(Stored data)
****************

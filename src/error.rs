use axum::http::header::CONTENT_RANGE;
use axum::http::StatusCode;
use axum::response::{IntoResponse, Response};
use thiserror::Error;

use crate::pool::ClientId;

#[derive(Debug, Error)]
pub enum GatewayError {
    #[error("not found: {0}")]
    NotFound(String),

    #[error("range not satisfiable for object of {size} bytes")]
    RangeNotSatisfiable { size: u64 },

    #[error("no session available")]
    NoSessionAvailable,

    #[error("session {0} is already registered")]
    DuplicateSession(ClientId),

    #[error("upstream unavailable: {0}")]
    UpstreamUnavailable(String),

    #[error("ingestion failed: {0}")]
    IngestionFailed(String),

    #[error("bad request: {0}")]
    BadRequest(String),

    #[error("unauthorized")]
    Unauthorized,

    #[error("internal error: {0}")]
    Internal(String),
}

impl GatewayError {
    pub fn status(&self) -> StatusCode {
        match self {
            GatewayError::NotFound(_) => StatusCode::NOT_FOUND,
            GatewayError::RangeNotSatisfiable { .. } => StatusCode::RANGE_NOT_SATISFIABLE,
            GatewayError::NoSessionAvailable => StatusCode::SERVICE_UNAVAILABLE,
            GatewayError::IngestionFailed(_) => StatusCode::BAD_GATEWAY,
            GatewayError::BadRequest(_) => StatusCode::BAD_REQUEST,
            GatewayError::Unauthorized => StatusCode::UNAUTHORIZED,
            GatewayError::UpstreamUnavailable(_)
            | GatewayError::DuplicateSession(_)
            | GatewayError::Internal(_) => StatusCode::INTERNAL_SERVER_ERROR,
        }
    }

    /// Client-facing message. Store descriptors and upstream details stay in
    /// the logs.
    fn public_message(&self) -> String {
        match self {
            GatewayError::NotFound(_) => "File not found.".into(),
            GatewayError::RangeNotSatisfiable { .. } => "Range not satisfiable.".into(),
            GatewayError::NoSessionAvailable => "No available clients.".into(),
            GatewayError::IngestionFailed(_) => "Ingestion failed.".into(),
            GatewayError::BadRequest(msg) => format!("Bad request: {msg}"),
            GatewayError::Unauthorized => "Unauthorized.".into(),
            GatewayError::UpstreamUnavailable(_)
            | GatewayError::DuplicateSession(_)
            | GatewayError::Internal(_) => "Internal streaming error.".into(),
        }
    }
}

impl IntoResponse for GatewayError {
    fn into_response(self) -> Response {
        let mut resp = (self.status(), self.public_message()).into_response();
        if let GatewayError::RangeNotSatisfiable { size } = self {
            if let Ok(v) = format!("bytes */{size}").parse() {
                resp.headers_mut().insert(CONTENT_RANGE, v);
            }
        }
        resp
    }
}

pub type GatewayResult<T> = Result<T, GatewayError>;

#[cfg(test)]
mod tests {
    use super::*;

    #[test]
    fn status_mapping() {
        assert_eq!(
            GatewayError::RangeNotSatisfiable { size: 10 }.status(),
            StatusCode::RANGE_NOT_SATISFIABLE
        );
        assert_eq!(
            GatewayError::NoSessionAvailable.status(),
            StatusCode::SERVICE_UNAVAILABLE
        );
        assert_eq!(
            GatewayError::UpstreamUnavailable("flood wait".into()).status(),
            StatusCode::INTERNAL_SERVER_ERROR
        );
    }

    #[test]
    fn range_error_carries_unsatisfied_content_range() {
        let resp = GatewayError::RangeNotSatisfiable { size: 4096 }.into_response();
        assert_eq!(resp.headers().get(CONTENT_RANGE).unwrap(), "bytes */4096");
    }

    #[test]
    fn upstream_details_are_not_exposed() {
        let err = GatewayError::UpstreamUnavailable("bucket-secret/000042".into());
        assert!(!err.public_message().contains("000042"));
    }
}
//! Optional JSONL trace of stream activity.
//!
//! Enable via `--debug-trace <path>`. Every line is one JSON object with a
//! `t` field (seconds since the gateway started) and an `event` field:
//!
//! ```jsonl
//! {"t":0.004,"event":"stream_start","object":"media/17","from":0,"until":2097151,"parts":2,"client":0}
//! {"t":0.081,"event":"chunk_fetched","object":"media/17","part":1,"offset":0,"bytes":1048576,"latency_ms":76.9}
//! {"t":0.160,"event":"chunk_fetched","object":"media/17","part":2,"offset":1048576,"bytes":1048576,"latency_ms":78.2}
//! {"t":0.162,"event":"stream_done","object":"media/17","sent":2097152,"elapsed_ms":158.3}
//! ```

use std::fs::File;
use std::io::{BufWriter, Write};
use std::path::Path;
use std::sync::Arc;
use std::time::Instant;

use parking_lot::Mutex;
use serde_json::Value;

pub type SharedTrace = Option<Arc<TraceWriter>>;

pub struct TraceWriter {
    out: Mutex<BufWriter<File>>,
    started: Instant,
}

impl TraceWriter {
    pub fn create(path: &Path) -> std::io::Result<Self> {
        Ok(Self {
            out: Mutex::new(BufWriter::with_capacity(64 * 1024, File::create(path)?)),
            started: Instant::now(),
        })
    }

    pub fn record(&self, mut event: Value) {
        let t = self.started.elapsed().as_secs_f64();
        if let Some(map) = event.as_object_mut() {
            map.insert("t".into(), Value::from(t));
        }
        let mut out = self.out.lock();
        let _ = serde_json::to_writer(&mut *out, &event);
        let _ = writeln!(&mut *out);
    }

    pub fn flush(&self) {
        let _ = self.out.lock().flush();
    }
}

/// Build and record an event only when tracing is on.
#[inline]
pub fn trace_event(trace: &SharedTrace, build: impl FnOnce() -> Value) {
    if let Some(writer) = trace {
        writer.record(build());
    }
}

****************

Your objective — What you return should match the data character for character.

Solved problem —
filename src/error.rs
use axum::http::header::CONTENT_RANGE;
use axum::http::StatusCode;
use axum::response::{IntoResponse, Response};
use thiserror::Error;

use crate::pool::ClientId;

#[derive(Debug, Error)]
pub enum GatewayError {
    #[error("not found: {0}")]
    NotFound(String),

    #[error("range not satisfiable for object of {size} bytes")]
    RangeNotSatisfiable { size: u64 },

    #[error("no session available")]
    NoSessionAvailable,

    #[error("session {0} is already registered")]
    DuplicateSession(ClientId),

    #[error("upstream unavailable: {0}")]
    UpstreamUnavailable(String),

    #[error("ingestion failed: {0}")]
    IngestionFailed(String),

    #[error("bad request: {0}")]
    BadRequest(String),

    #[error("unauthorized")]
    Unauthorized,

    #[error("internal error: {0}")]
    Internal(String),
}

impl GatewayError {
    pub fn status(&self) -> StatusCode {
        match self {
            GatewayError::NotFound(_) => StatusCode::NOT_FOUND,
            GatewayError::RangeNotSatisfiable { .. } => StatusCode::RANGE_NOT_SATISFIABLE,
            GatewayError::NoSessionAvailable => StatusCode::SERVICE_UNAVAILABLE,
            GatewayError::IngestionFailed(_) => StatusCode::BAD_GATEWAY,
            GatewayError::BadRequest(_) => StatusCode::BAD_REQUEST,
            GatewayError::Unauthorized => StatusCode::UNAUTHORIZED,
            GatewayError::UpstreamUnavailable(_)
            | GatewayError::DuplicateSession(_)
            | GatewayError::Internal(_) => StatusCode::INTERNAL_SERVER_ERROR,
        }
    }

    /// Client-facing message. Store descriptors and upstream details stay in
    /// the logs.
    fn public_message(&self) -> String {
        match self {
            GatewayError::NotFound(_) => "File not found.".into(),
            GatewayError::RangeNotSatisfiable { .. } => "Range not satisfiable.".into(),
            GatewayError::NoSessionAvailable => "No available clients.".into(),
            GatewayError::IngestionFailed(_) => "Ingestion failed.".into(),
            GatewayError::BadRequest(msg) => format!("Bad request: {msg}"),
            GatewayError::Unauthorized => "Unauthorized.".into(),
            GatewayError::UpstreamUnavailable(_)
            | GatewayError::DuplicateSession(_)
            | GatewayError::Internal(_) => "Internal streaming error.".into(),
        }
    }
}

impl IntoResponse for GatewayError {
    fn into_response(self) -> Response {
        let mut resp = (self.status(), self.public_message()).into_response();
        if let GatewayError::RangeNotSatisfiable { size } = self {
            if let Ok(v) = format!("bytes */{size}").parse() {
                resp.headers_mut().insert(CONTENT_RANGE, v);
            }
        }
        resp
    }
}

pub type GatewayResult<T> = Result<T, GatewayError>;

#[cfg(test)]
mod tests {
    use super::*;

    #[test]
    fn status_mapping() {
        assert_eq!(
            GatewayError::RangeNotSatisfiable { size: 10 }.status(),
            StatusCode::RANGE_NOT_SATISFIABLE
        );
        assert_eq!(
            GatewayError::NoSessionAvailable.status(),
            StatusCode::SERVICE_UNAVAILABLE
        );
        assert_eq!(
            GatewayError::UpstreamUnavailable("flood wait".into()).status(),
            StatusCode::INTERNAL_SERVER_ERROR
        );
    }

    #[test]
    fn range_error_carries_unsatisfied_content_range() {
        let resp = GatewayError::RangeNotSatisfiable { size: 4096 }.into_response();
        assert_eq!(resp.headers().get(CONTENT_RANGE).unwrap(), "bytes */4096");
    }

    #[test]
    fn upstream_details_are_not_exposed() {
        let err = GatewayError::UpstreamUnavailable("bucket-secret/000042".into());
        assert!(!err.public_message().contains("000042"));
    }
}
//! Optional JSONL trace of stream activity.
//!
//! Enable via `--debug-trace <path>`. Every line is one JSON object with a
//! `t` field (seconds since the gateway started) and an `event` field:
//!
//! ```jsonl
//! {"t":0.004,"event":"stream_start","object":"media/17","from":0,"until":2097151,"parts":2,"client":0}
//! {"t":0.081,"event":"chunk_fetched","object":"media/17","part":1,"offset":0,"bytes":1048576,"latency_ms":76.9}
//! {"t":0.160,"event":"chunk_fetched","object":"media/17","part":2,"offset":1048576,"bytes":1048576,"latency_ms":78.2}
//! {"t":0.162,"event":"stream_done","object":"media/17","sent":2097152,"elapsed_ms":158.3}
//! ```

use std::fs::File;
use std::io::{BufWriter, Write};
use std::path::Path;
use std::sync::Arc;
use std::time::Instant;

use parking_lot::Mutex;
use serde_json::Value;

pub type SharedTrace = Option<Arc<TraceWriter>>;

pub struct TraceWriter {
    out: Mutex<BufWriter<File>>,
    started: Instant,
}

impl TraceWriter {
    pub fn create(path: &Path) -> std::io::Result<Self> {
        Ok(Self {
            out: Mutex::new(BufWriter::with_capacity(64 * 1024, File::create(path)?)),
            started: Instant::now(),
        })
    }

    pub fn record(&self, mut event: Value) {
        let t = self.started.elapsed().as_secs_f64();
        if let Some(map) = event.as_object_mut() {
            map.insert("t".into(), Value::from(t));
        }
        let mut out = self.out.lock();
        let _ = serde_json::to_writer(&mut *out, &event);
        let _ = writeln!(&mut *out);
    }

    pub fn flush(&self) {
        let _ = self.out.lock().flush();
    }
}

/// Build and record an event only when tracing is on.
#[inline]
pub fn trace_event(trace: &SharedTrace, build: impl FnOnce() -> Value) {
    if let Some(writer) = trace {
        writer.record(build());
    }
}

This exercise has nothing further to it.